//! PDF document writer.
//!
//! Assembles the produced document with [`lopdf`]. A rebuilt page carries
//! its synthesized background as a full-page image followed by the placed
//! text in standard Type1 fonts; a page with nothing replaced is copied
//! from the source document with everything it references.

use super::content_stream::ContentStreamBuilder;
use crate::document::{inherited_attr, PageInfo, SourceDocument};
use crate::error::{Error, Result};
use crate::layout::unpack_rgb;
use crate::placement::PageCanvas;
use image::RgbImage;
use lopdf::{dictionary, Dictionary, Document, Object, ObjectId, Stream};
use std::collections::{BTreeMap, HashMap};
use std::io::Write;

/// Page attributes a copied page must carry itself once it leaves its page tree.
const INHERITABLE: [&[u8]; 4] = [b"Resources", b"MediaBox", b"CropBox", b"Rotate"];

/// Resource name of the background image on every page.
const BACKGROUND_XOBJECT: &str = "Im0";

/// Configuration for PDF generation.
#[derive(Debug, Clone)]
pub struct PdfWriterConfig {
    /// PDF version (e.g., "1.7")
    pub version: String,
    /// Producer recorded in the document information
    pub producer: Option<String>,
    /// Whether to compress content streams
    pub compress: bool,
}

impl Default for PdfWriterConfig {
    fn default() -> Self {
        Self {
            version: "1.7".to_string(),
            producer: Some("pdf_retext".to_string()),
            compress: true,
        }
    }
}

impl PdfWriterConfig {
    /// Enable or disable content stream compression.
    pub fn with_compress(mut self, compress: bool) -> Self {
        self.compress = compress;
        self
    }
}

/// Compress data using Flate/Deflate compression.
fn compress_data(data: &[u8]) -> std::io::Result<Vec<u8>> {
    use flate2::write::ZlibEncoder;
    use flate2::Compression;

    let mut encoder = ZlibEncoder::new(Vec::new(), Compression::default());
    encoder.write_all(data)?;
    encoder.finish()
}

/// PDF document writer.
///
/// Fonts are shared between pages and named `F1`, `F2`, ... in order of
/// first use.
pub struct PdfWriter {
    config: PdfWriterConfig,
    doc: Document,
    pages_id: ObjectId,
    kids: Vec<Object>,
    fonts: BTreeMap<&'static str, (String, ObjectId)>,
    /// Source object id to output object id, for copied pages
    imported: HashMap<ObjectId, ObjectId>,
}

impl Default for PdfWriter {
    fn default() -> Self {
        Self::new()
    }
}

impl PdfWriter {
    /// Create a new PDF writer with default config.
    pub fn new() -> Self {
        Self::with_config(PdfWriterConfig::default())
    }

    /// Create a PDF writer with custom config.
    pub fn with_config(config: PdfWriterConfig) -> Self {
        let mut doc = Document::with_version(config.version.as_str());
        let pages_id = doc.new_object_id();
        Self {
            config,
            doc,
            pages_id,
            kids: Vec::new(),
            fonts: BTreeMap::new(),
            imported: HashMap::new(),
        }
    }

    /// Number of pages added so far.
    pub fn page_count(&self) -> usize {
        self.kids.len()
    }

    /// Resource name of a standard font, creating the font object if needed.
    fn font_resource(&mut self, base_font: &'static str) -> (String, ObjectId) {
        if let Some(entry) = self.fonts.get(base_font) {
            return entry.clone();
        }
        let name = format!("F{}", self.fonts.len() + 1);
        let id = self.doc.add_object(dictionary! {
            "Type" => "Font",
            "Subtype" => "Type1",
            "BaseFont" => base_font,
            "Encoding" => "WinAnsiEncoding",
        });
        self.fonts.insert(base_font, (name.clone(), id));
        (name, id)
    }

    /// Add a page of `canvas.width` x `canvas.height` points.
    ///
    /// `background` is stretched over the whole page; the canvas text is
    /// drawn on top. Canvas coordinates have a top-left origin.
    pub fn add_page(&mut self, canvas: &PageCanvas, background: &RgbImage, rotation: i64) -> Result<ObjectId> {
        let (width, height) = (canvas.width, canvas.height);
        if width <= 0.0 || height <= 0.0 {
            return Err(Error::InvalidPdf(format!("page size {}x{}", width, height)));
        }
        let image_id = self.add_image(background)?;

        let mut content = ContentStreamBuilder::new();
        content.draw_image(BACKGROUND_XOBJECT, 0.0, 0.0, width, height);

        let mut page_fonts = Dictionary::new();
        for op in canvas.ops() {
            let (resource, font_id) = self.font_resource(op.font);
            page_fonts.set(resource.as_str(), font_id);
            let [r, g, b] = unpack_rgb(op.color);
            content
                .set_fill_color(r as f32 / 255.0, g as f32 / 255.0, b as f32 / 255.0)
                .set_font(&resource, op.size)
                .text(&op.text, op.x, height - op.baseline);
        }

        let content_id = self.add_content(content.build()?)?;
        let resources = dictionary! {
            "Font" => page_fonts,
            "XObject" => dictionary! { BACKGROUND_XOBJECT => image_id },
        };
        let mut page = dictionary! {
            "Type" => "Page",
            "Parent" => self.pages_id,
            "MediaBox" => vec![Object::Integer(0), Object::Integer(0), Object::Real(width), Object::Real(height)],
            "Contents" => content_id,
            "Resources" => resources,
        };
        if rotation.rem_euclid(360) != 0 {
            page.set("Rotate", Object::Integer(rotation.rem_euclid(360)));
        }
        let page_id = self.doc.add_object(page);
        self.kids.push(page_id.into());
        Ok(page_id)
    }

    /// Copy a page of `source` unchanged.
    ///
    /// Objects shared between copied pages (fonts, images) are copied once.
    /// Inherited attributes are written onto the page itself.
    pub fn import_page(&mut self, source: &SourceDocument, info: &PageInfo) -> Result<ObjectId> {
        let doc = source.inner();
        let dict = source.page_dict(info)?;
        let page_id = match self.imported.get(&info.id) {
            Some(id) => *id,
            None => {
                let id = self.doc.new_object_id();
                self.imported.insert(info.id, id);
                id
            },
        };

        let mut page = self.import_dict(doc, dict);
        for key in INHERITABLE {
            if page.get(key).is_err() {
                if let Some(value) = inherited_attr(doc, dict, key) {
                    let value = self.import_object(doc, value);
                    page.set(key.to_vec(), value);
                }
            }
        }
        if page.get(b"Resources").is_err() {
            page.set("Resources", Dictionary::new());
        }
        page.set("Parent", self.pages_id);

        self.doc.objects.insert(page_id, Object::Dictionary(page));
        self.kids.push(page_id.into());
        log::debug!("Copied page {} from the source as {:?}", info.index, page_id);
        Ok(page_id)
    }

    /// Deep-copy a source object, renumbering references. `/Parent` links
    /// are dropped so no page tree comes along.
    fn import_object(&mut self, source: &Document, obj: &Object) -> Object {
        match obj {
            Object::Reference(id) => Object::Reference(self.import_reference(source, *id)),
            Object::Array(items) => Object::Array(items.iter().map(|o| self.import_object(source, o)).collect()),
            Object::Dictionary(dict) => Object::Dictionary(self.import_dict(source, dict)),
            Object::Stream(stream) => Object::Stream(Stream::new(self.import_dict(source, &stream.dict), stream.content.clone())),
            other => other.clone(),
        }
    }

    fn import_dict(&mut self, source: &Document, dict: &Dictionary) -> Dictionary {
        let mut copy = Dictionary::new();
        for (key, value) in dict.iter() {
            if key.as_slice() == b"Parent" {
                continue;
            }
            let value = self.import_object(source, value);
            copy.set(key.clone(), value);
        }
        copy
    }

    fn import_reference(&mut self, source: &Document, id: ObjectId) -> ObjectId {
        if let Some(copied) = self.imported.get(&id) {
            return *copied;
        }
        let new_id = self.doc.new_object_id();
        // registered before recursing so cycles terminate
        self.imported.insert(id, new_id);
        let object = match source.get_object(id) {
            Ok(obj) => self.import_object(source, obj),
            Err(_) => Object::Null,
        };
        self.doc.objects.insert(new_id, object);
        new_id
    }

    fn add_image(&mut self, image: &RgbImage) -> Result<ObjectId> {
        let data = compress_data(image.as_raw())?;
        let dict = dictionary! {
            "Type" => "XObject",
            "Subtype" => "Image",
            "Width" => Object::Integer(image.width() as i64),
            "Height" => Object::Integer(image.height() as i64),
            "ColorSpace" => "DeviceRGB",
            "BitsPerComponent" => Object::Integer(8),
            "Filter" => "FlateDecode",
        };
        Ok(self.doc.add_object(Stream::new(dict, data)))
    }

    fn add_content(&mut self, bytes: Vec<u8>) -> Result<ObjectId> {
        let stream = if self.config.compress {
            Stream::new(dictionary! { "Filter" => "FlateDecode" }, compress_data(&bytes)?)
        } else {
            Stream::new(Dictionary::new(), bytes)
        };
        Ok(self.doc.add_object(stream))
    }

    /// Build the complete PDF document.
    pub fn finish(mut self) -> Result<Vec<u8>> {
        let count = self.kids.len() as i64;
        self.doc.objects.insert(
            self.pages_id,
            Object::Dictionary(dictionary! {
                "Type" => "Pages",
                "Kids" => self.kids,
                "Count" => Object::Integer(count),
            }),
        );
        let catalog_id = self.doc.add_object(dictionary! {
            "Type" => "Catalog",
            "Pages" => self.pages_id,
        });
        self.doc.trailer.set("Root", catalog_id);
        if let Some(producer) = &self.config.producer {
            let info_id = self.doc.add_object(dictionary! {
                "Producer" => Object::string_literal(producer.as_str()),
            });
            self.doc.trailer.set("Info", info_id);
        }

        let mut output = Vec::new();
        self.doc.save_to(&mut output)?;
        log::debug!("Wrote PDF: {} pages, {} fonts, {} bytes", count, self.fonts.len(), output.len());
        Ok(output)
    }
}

_ _ _ _ _ _ _

**PROBLEM:**
Within the records above, the line carrying "if let Some(producer)" starts the range and the last line ends it. Set down that range exactly.

**OUTPUT FOR THIS EXERCISE:**
        if let Some(producer) = &self.config.producer {
            let info_id = self.doc.add_object(dictionary! {
                "Producer" => Object::string_literal(producer.as_str()),
            });
            self.doc.trailer.set("Info", info_id);
        }

        let mut output = Vec::new();
        self.doc.save_to(&mut output)?;
        log::debug!("Wrote PDF: {} pages, {} fonts, {} bytes", count, self.fonts.len(), output.len());
        Ok(output)
    }
}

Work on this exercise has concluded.